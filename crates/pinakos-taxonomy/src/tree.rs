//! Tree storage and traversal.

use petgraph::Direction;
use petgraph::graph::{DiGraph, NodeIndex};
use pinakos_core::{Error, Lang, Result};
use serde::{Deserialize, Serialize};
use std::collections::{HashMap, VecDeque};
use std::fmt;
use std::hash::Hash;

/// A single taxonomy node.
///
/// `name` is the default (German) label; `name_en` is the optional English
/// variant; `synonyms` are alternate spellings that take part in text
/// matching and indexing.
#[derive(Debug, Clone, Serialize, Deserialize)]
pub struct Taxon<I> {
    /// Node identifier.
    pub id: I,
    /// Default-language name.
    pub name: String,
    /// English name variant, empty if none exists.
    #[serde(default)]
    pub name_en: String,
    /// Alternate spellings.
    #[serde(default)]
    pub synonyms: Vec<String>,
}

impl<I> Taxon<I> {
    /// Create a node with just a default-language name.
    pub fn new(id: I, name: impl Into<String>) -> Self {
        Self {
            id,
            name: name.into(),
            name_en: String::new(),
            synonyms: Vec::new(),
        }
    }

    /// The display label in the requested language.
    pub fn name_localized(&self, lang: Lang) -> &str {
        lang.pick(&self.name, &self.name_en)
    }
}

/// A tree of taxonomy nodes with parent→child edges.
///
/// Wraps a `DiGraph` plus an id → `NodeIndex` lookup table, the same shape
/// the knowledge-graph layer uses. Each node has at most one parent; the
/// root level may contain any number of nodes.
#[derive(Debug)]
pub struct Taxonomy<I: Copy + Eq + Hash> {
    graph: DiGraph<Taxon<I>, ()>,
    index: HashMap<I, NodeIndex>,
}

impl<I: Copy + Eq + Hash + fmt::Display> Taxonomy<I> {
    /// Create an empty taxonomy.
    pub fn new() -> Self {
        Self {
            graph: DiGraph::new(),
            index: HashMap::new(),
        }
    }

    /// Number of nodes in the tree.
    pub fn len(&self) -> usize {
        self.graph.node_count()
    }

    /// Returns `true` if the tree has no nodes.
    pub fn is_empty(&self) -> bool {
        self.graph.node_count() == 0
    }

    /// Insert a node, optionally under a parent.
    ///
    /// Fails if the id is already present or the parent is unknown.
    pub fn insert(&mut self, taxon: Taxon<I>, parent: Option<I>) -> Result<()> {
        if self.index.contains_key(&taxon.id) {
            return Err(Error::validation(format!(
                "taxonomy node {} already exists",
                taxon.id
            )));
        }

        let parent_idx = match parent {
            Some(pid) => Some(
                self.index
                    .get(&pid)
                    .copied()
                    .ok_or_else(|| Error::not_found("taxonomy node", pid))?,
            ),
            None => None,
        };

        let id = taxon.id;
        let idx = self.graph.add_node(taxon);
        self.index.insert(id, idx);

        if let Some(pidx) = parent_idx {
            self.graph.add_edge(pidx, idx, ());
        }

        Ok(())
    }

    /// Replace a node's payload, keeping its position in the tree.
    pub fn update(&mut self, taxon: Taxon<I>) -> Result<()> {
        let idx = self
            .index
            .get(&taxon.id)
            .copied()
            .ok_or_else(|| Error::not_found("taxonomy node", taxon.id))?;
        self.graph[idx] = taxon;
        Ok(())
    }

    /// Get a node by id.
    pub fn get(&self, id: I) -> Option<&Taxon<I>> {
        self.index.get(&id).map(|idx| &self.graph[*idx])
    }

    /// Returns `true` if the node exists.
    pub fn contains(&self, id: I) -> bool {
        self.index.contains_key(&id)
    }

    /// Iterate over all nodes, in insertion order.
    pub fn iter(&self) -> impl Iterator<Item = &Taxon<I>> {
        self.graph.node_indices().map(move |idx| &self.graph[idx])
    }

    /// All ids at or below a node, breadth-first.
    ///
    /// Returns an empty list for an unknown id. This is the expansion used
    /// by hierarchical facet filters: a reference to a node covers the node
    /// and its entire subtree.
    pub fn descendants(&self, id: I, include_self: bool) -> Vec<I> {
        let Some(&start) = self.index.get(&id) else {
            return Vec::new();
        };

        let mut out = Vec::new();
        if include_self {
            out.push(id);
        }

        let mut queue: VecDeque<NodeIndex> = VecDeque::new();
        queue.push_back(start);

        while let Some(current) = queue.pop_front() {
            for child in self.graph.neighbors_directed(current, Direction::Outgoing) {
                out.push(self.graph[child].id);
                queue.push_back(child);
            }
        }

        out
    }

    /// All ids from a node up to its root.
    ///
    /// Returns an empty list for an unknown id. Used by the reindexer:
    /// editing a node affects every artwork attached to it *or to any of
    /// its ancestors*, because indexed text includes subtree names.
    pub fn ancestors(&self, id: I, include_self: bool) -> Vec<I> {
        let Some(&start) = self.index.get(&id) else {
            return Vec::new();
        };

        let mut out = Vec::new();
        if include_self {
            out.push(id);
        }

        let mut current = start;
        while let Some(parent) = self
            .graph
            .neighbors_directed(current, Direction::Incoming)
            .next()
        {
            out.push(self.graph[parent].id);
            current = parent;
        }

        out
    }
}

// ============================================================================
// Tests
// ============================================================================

__________

■ **TASK BRIEF**
Copy out the entries exactly. Begin at the first line and end with the line that has "#[derive(Debug)]".

■ **WRITTEN REPLY**
filename crates/pinakos-taxonomy/src/tree.rs
//! Tree storage and traversal.

use petgraph::Direction;
use petgraph::graph::{DiGraph, NodeIndex};
use pinakos_core::{Error, Lang, Result};
use serde::{Deserialize, Serialize};
use std::collections::{HashMap, VecDeque};
use std::fmt;
use std::hash::Hash;

/// A single taxonomy node.
///
/// `name` is the default (German) label; `name_en` is the optional English
/// variant; `synonyms` are alternate spellings that take part in text
/// matching and indexing.
#[derive(Debug, Clone, Serialize, Deserialize)]
pub struct Taxon<I> {
    /// Node identifier.
    pub id: I,
    /// Default-language name.
    pub name: String,
    /// English name variant, empty if none exists.
    #[serde(default)]
    pub name_en: String,
    /// Alternate spellings.
    #[serde(default)]
    pub synonyms: Vec<String>,
}

impl<I> Taxon<I> {
    /// Create a node with just a default-language name.
    pub fn new(id: I, name: impl Into<String>) -> Self {
        Self {
            id,
            name: name.into(),
            name_en: String::new(),
            synonyms: Vec::new(),
        }
    }

    /// The display label in the requested language.
    pub fn name_localized(&self, lang: Lang) -> &str {
        lang.pick(&self.name, &self.name_en)
    }
}

/// A tree of taxonomy nodes with parent→child edges.
///
/// Wraps a `DiGraph` plus an id → `NodeIndex` lookup table, the same shape
/// the knowledge-graph layer uses. Each node has at most one parent; the
/// root level may contain any number of nodes.
#[derive(Debug)]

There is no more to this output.